• [YOUR INSTRUCTIONS] Lines with the word "ChatConfig" are the ones wanted. Copy each of them from the entries below.

=== MATERIAL PROVIDED ===

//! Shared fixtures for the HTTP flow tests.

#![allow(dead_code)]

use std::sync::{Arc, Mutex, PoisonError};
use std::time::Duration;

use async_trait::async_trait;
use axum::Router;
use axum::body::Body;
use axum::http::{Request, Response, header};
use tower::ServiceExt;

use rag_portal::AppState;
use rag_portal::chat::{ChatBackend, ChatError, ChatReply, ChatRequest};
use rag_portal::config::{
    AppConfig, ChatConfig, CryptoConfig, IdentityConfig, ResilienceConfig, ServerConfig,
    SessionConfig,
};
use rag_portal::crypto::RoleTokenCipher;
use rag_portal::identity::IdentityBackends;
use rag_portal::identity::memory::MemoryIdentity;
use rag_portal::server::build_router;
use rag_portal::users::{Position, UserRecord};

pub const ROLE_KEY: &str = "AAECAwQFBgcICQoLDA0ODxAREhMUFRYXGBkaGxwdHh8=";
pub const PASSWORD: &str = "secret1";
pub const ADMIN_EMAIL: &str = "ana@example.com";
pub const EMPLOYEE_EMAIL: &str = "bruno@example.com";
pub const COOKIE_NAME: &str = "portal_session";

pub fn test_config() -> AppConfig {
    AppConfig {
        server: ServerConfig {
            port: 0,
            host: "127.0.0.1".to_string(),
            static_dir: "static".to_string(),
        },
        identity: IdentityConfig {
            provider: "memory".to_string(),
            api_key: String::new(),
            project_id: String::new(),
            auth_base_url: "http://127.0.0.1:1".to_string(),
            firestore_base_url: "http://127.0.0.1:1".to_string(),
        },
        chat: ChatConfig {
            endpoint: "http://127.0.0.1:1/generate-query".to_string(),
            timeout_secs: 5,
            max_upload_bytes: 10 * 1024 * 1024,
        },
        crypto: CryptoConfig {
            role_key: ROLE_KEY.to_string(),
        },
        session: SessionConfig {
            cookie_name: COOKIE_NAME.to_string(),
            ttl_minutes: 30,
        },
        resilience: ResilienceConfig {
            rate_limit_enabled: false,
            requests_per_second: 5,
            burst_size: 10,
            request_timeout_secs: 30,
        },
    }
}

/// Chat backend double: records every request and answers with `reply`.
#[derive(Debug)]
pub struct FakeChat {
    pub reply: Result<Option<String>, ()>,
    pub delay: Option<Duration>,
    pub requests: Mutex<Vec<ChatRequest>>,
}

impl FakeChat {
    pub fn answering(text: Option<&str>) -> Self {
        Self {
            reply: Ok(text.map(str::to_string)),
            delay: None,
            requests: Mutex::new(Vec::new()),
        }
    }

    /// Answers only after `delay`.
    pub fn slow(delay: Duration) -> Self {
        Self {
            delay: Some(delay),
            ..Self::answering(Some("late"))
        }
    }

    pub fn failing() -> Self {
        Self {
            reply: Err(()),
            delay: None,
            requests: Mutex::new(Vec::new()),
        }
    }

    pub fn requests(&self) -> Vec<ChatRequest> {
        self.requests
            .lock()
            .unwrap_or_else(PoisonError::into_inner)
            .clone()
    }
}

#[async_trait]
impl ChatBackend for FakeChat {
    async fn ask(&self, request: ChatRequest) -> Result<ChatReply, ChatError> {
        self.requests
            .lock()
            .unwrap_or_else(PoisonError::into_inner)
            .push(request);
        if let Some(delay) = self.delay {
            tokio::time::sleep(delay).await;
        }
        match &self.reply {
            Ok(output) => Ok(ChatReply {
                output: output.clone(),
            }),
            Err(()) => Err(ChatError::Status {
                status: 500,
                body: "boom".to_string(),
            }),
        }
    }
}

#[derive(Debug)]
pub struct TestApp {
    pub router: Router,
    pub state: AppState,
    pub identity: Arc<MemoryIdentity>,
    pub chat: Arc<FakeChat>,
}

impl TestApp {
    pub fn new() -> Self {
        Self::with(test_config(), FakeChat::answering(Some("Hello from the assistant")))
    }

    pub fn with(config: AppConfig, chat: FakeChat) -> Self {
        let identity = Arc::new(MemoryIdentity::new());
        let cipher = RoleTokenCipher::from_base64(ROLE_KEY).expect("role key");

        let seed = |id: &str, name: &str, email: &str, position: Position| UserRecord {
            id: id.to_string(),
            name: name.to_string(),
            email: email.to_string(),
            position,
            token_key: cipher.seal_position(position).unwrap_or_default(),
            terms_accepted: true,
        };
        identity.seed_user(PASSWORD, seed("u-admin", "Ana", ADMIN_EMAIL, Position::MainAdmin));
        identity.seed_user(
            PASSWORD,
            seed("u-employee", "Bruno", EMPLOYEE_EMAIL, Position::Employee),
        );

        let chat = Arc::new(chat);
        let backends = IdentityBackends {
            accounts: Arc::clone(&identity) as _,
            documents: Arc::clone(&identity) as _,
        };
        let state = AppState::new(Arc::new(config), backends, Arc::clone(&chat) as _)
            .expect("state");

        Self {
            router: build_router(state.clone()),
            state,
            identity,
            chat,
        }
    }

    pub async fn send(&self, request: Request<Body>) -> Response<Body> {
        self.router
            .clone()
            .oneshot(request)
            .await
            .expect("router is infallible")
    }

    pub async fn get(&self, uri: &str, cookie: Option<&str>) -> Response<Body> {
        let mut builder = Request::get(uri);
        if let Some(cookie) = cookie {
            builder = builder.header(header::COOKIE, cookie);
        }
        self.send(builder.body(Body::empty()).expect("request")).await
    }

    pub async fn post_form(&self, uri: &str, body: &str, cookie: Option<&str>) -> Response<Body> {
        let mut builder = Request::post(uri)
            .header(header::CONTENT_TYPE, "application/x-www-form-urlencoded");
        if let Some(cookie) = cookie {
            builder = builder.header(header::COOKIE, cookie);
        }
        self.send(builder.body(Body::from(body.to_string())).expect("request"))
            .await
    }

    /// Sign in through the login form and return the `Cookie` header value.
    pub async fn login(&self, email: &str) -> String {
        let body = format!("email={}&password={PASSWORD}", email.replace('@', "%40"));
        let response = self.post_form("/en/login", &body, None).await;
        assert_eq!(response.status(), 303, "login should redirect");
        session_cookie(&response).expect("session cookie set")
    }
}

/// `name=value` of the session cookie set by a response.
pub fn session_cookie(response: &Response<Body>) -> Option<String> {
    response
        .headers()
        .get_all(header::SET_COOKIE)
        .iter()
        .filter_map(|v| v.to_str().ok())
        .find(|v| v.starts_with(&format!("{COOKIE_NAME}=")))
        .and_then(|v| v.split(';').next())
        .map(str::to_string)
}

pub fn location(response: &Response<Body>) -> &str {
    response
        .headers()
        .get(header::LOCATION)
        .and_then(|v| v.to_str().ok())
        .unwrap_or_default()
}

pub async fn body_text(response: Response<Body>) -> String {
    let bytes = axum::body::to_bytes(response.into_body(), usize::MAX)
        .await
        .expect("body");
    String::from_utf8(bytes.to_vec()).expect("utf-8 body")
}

===

• [WRITTEN SOLUTION]
    AppConfig, ChatConfig, CryptoConfig, IdentityConfig, ResilienceConfig, ServerConfig,
        chat: ChatConfig {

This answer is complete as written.